# Recommendations for topsoil/sand ratio



## lbb091919 (Apr 26, 2020)

Planning a reno over 1700sqft this fall and looking to do some leveling. Mainly where the yard meets the concrete I need to raise it up, on average, about 3/4". One section of the hell strip (about 20sqft) needs to come up about 2 inches and there are a few other areas I need to float out about the same.

With that said, I've contacted a local supplier and they have two topsoil mixes available, both pulverized. One is a 50/50 mix of black topsoil and sand and the other is a 70/30 topsoil to sand mix.

I'm leaning towards the 70/30 but want to see what others think. Thanks!


----------



## Kiza (Oct 30, 2019)

I always liked leveling with new soil that had a similar composition to my own. You can always do a Mason Jar test and see what percentage of clay, silt, and sand you have in your current soil. Then adjust accordingly with your new soil or get the closest fit.


----------



## lbb091919 (Apr 26, 2020)

My current soil is some heavy red clay (31 CEC). I wouldn't dare try to add more and level it without heavy equipment. The goal here is to add some substance to the concrete transitions as well as creating a good seed bed for the reno.

I'm not opposed to leveling with just sand in the future but I know I'll be stuck with it when I do.


----------



## Jagermeister (May 18, 2021)

I have the same issues in my backyard where I lost the grass and then the topsoil washed away. I am now left with very hard clay, probably hydrophobic. I would like to amend the soil with something that holds together better than sand so was thinking I needed a new layer of topsoil and then something like netting to hold it in place until the grass comes back in. Let us know what you figure out.


----------



## lbb091919 (Apr 26, 2020)

Well, I decided on 70/30 so that I can build it up in areas and hopefully the sand will offer some drainage. My plan is to get it pretty good for this reno and then only have to add sand for minor spots in the future.


----------



## PALawnGuy5 (Apr 19, 2021)

lbb091919 said:


> Well, I decided on 70/30 so that I can build it up in areas and hopefully the sand will offer some drainage. My plan is to get it pretty good for this reno and then only have to add sand for minor spots in the future.

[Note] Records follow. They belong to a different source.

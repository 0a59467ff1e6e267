//! Row-Oriented Record Set

use crate::schema::{Field, Schema};
use crate::value::Value;
use crate::{DatasetError, Result};
use ndarray::{Array1, Array2};
use serde::{Deserialize, Serialize};

/// Table of rows sharing one schema. Row identity is positional.
#[derive(Debug, Clone, Default, PartialEq, Serialize, Deserialize)]
pub struct RecordSet {
    schema: Schema,
    rows: Vec<Vec<Value>>,
}

impl RecordSet {
    /// Create a record set, checking every row against the schema
    pub fn new(schema: Schema, rows: Vec<Vec<Value>>) -> Result<Self> {
        for (row_idx, row) in rows.iter().enumerate() {
            if row.len() != schema.len() {
                return Err(DatasetError::ArityMismatch {
                    row: row_idx,
                    expected: schema.len(),
                    actual: row.len(),
                });
            }
            for (field, value) in schema.fields().iter().zip(row) {
                check_value(field, row_idx, value)?;
            }
        }
        Ok(Self { schema, rows })
    }

    /// Record set with no rows
    pub fn empty(schema: Schema) -> Self {
        Self {
            schema,
            rows: Vec::new(),
        }
    }

    /// Build from whole columns, all of the same length
    pub fn from_columns(columns: Vec<(Field, Vec<Value>)>) -> Result<Self> {
        let num_rows = columns.first().map_or(0, |(_, values)| values.len());
        let mut fields = Vec::with_capacity(columns.len());
        let mut rows: Vec<Vec<Value>> = (0..num_rows)
            .map(|_| Vec::with_capacity(columns.len()))
            .collect();

        for (field, values) in columns {
            if values.len() != num_rows {
                return Err(DatasetError::LengthMismatch {
                    column: field.name,
                    expected: num_rows,
                    actual: values.len(),
                });
            }
            for (row, value) in rows.iter_mut().zip(values) {
                row.push(value);
            }
            fields.push(field);
        }

        Self::new(Schema::new(fields)?, rows)
    }

    pub fn schema(&self) -> &Schema {
        &self.schema
    }

    pub fn rows(&self) -> &[Vec<Value>] {
        &self.rows
    }

    pub fn num_rows(&self) -> usize {
        self.rows.len()
    }

    pub fn is_empty(&self) -> bool {
        self.rows.is_empty()
    }

    /// Split into schema and rows
    pub fn into_parts(self) -> (Schema, Vec<Vec<Value>>) {
        (self.schema, self.rows)
    }

    /// Borrow every cell of one column
    pub fn column(&self, name: &str) -> Result<Vec<&Value>> {
        let idx = self.schema.require(name)?;
        Ok(self.rows.iter().map(|row| &row[idx]).collect())
    }

    /// Append a column, or replace the column of the same name in place
    pub fn with_column(mut self, field: Field, values: Vec<Value>) -> Result<Self> {
        if values.len() != self.rows.len() {
            return Err(DatasetError::LengthMismatch {
                column: field.name,
                expected: self.rows.len(),
                actual: values.len(),
            });
        }
        for (row_idx, value) in values.iter().enumerate() {
            check_value(&field, row_idx, value)?;
        }

        let width = self.schema.len();
        let idx = self.schema.upsert(field);
        for (row, value) in self.rows.iter_mut().zip(values) {
            if idx < width {
                row[idx] = value;
            } else {
                row.push(value);
            }
        }
        Ok(self)
    }

    /// Keep the rows whose mask entry is true
    pub fn filter_rows(self, keep: &[bool]) -> Self {
        let rows = self
            .rows
            .into_iter()
            .zip(keep)
            .filter_map(|(row, &k)| k.then_some(row))
            .collect();
        Self {
            schema: self.schema,
            rows,
        }
    }

    /// Export a vector or numeric column as a dense `rows x width` matrix
    pub fn to_matrix(&self, name: &str) -> Result<Array2<f64>> {
        let idx = self.schema.require(name)?;
        let width = self.schema.fields()[idx].dtype.width();
        let mut flat = Vec::with_capacity(self.rows.len() * width);

        for (row_idx, row) in self.rows.iter().enumerate() {
            match &row[idx] {
                Value::Vector(v) if v.len() == width => flat.extend_from_slice(v),
                other => match other.as_f64() {
                    Some(x) if width == 1 => flat.push(x),
                    _ => {
                        return Err(DatasetError::NotNumeric {
                            column: name.to_string(),
                            row: row_idx,
                        })
                    }
                },
            }
        }

        Array2::from_shape_vec((self.rows.len(), width), flat).map_err(|_| {
            DatasetError::NotNumeric {
                column: name.to_string(),
                row: 0,
            }
        })
    }

    /// Export a numeric scalar column, e.g. the regression label
    pub fn to_column_vector(&self, name: &str) -> Result<Array1<f64>> {
        self.column(name)?
            .into_iter()
            .enumerate()
            .map(|(row, value)| {
                value.as_f64().ok_or_else(|| DatasetError::NotNumeric {
                    column: name.to_string(),
                    row,
                })
            })
            .collect::<Result<Vec<_>>>()
            .map(Array1::from)
    }
}

fn check_value(field: &Field, row: usize, value: &Value) -> Result<()> {
    if value.conforms_to(field.dtype) {
        Ok(())
    } else {
        Err(DatasetError::TypeMismatch {
            column: field.name.clone(),
            row,
            expected: field.dtype,
            actual: value.kind().to_string(),
        })
    }
}

#[cfg(test)]
mod tests {
    use super::*;
    use crate::schema::ColumnType;
    use proptest::prelude::*;

    fn sample() -> RecordSet {
        RecordSet::from_columns(vec![
            (
                Field::new("MSZoning", ColumnType::Str),
                vec!["RL".into(), "RM".into(), Value::Null],
            ),
            (
                Field::new("LotArea", ColumnType::Int),
                vec![Value::Int(8450), Value::Int(9600), Value::Int(11250)],
            ),
        ])
        .unwrap()
    }

    #[test]
    fn test_from_columns() {
        let records = sample();
        assert_eq!(records.num_rows(), 3);
        assert_eq!(records.schema().names(), vec!["MSZoning", "LotArea"]);
        assert_eq!(records.rows()[1], vec![Value::from("RM"), Value::Int(9600)]);
    }

    #[test]
    fn test_type_mismatch_rejected() {
        let schema = Schema::new(vec![Field::new("LotArea", ColumnType::Int)]).unwrap();
        let err = RecordSet::new(schema, vec![vec![Value::from("big")]]).unwrap_err();
        assert!(matches!(err, DatasetError::TypeMismatch { row: 0, .. }));
    }

    #[test]
    fn test_arity_mismatch_rejected() {
        let schema = Schema::new(vec![Field::new("a", ColumnType::Int)]).unwrap();
        let err = RecordSet::new(schema, vec![vec![Value::Int(1), Value::Int(2)]]).unwrap_err();
        assert_eq!(
            err,
            DatasetError::ArityMismatch {
                row: 0,
                expected: 1,
                actual: 2
            }
        );
    }

    #[test]
    fn test_with_column_appends_and_replaces() {
        let records = sample()
            .with_column(
                Field::new("rank", ColumnType::Int),
                vec![Value::Int(1), Value::Int(2), Value::Int(3)],
            )
            .unwrap()
            .with_column(
                Field::new("MSZoning", ColumnType::Int),
                vec![Value::Int(0), Value::Int(1), Value::Int(2)],
            )
            .unwrap();

        assert_eq!(records.schema().names(), vec!["MSZoning", "LotArea", "rank"]);
        assert_eq!(records.rows()[2], vec![Value::Int(2), Value::Int(11250), Value::Int(3)]);
    }

    #[test]
    fn test_with_column_length_checked() {
        let err = sample()
            .with_column(Field::new("x", ColumnType::Int), vec![Value::Int(1)])
            .unwrap_err();
        assert!(matches!(err, DatasetError::LengthMismatch { expected: 3, actual: 1, .. }));
    }

    #[test]
    fn test_filter_rows() {
        let records = sample().filter_rows(&[true, false, true]);
        assert_eq!(records.num_rows(), 2);
        assert_eq!(records.rows()[1][1], Value::Int(11250));
    }

    #[test]
    fn test_to_matrix() {
        let records = RecordSet::from_columns(vec![(
            Field::new("features", ColumnType::Vector(2)),
            vec![Value::Vector(vec![1.0, 0.0]), Value::Vector(vec![0.0, 1.0])],
        )])
        .unwrap();

        let matrix = records.to_matrix("features").unwrap();
        assert_eq!(matrix.shape(), &[2, 2]);
        assert_eq!(matrix[[1, 1]], 1.0);

        let lot = sample().to_column_vector("LotArea").unwrap();
        assert_eq!(lot.to_vec(), vec![8450.0, 9600.0, 11250.0]);
        assert!(sample().to_column_vector("MSZoning").is_err());
    }

    proptest! {
        #[test]
        fn prop_filter_rows_keeps_marked_rows_in_order(
            keep in prop::collection::vec(any::<bool>(), 0..64)
        ) {
            let values: Vec<Value> = (0..keep.len() as i64).map(Value::Int).collect();
            let records = RecordSet::from_columns(vec![(Field::new("Id", ColumnType::Int), values)])
                .unwrap()
                .filter_rows(&keep);

            let expected: Vec<Value> = keep
                .iter()
                .enumerate()
                .filter(|(_, k)| **k)
                .map(|(i, _)| Value::Int(i as i64))
                .collect();
            let kept: Vec<Value> = records.rows().iter().map(|r| r[0].clone()).collect();
            prop_assert_eq!(kept, expected);
        }
    }
}
//! Auxiliary Lookup Join
//!
//! Left-outer-joins the working record set with an external lookup table.

use crate::error::{FeatureError, JoinSide, Result};
use dataset::{Field, RecordSet, Schema, Value};
use serde::{Deserialize, Serialize};
use std::collections::HashMap;
use tracing::debug;

/// Lookup column appended to every joined row
#[derive(Debug, Clone, PartialEq, Serialize, Deserialize)]
pub struct JoinAttribute {
    /// Column in the lookup table
    pub source: String,
    /// Name in the output
    pub alias: String,
}

impl JoinAttribute {
    pub fn new(source: impl Into<String>, alias: impl Into<String>) -> Self {
        Self {
            source: source.into(),
            alias: alias.into(),
        }
    }
}

/// Normalised key so that `60`, `60.0` and `"60"` meet
#[derive(Debug, Clone, PartialEq, Eq, Hash)]
enum JoinKey {
    Integer(i64),
    /// Bits of a non-integral float
    Fraction(u64),
    Text(String),
}

impl JoinKey {
    fn of(value: &Value) -> Option<Self> {
        match value {
            Value::Null | Value::Vector(_) => None,
            Value::Int(v) => Some(JoinKey::Integer(*v)),
            Value::Float(v) => Self::of_float(*v),
            Value::Str(s) => {
                let trimmed = s.trim();
                if let Ok(v) = trimmed.parse::<i64>() {
                    Some(JoinKey::Integer(v))
                } else if let Ok(v) = trimmed.parse::<f64>() {
                    Self::of_float(v)
                } else {
                    Some(JoinKey::Text(s.clone()))
                }
            }
        }
    }

    fn of_float(v: f64) -> Option<Self> {
        if v.is_nan() {
            return None;
        }
        // integral floats in i64 range meet integer keys; -0.0 lands on 0
        if v.fract() == 0.0 && v >= i64::MIN as f64 && v < -(i64::MIN as f64) {
            Some(JoinKey::Integer(v as i64))
        } else {
            Some(JoinKey::Fraction(v.to_bits()))
        }
    }
}

/// Join stage configuration; owns the lookup table
#[derive(Debug, Clone, PartialEq)]
pub struct LookupJoin {
    lookup: RecordSet,
    left_key: String,
    right_key: String,
    attributes: Vec<JoinAttribute>,
}

impl LookupJoin {
    /// Create a join. The lookup side is validated here.
    pub fn new(
        lookup: RecordSet,
        left_key: impl Into<String>,
        right_key: impl Into<String>,
        attributes: Vec<JoinAttribute>,
    ) -> Result<Self> {
        let right_key = right_key.into();
        if !lookup.schema().contains(&right_key) {
            return Err(FeatureError::JoinKeyError {
                side: JoinSide::Right,
                column: right_key,
            });
        }
        if attributes.is_empty() {
            return Err(FeatureError::ConfigError(
                "join appends no lookup columns".to_string(),
            ));
        }
        for attribute in &attributes {
            if !lookup.schema().contains(&attribute.source) {
                return Err(FeatureError::SchemaError(format!(
                    "lookup column {} not found",
                    attribute.source
                )));
            }
        }
        Ok(Self {
            lookup,
            left_key: left_key.into(),
            right_key,
            attributes,
        })
    }

    pub fn lookup(&self) -> &RecordSet {
        &self.lookup
    }

    pub(crate) fn label(&self) -> String {
        format!("join({} = {})", self.left_key, self.right_key)
    }

    pub fn check_schema(&self, schema: &Schema) -> Result<()> {
        if !schema.contains(&self.left_key) {
            return Err(FeatureError::JoinKeyError {
                side: JoinSide::Left,
                column: self.left_key.clone(),
            });
        }
        for attribute in &self.attributes {
            if schema.contains(&attribute.alias) {
                return Err(FeatureError::SchemaError(format!(
                    "joined column {} already exists",
                    attribute.alias
                )));
            }
        }
        Ok(())
    }

    /// Join `data` with the lookup table. Unmatched rows get nulls; a row
    /// matching several lookup rows is emitted once per match.
    pub fn transform(&self, data: RecordSet) -> Result<RecordSet> {
        self.check_schema(data.schema())?;

        let right_idx = self.lookup.schema().require(&self.right_key)?;
        let attribute_idx = self
            .attributes
            .iter()
            .map(|a| self.lookup.schema().require(&a.source))
            .collect::<dataset::Result<Vec<_>>>()?;

        let mut matches: HashMap<JoinKey, Vec<usize>> = HashMap::new();
        for (row, values) in self.lookup.rows().iter().enumerate() {
            if let Some(key) = JoinKey::of(&values[right_idx]) {
                matches.entry(key).or_default().push(row);
            }
        }

        let mut fields = data.schema().fields().to_vec();
        for (attribute, &idx) in self.attributes.iter().zip(&attribute_idx) {
            let source = &self.lookup.schema().fields()[idx];
            fields.push(Field::new(attribute.alias.clone(), source.dtype));
        }

        let left_idx = data.schema().require(&self.left_key)?;
        let input_rows = data.num_rows();
        let (_, rows) = data.into_parts();
        let mut joined = Vec::with_capacity(rows.len());

        for row in rows {
            let hits = JoinKey::of(&row[left_idx]).and_then(|key| matches.get(&key));
            match hits {
                Some(hits) => {
                    for &hit in hits {
                        let right = &self.lookup.rows()[hit];
                        let mut out = row.clone();
                        out.extend(attribute_idx.iter().map(|&i| right[i].clone()));
                        joined.push(out);
                    }
                }
                None => {
                    let mut out = row;
                    out.extend(attribute_idx.iter().map(|_| Value::Null));
                    joined.push(out);
                }
            }
        }

        debug!("{} produced {} rows from {}", self.label(), joined.len(), input_rows);
        Ok(RecordSet::new(Schema::new(fields)?, joined)?)
    }
}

Keep us posted on how it turns out for you. I have heavy clay myself and have debated which mixture to level the bumpy parts of my yard as well. I've heard pros and cons to different levels of sand on heavy clay and want to be sure before I make the situation worse. The back part of my property line turns into a creek when we get heavy rain.


----------



## PNW_George (May 28, 2018)

Difficult to know what a 70% topsoil to 30% sand mix actually is because the topsoil itself might have sand in it. Your local agricultural college should have recommendations for your climate, typical soil type and best grass to grow. They are useful guides but not gospel. My local college WSU for example recommends the following.

"The ideal soil texture for a lawn is a sandy loam. A soil of this type contains 60-70% sand and 30-40% combined silt and clay. If the soil is a natural sandy loam or loamy sand containing as much as 70% sand, no alteration is recommended."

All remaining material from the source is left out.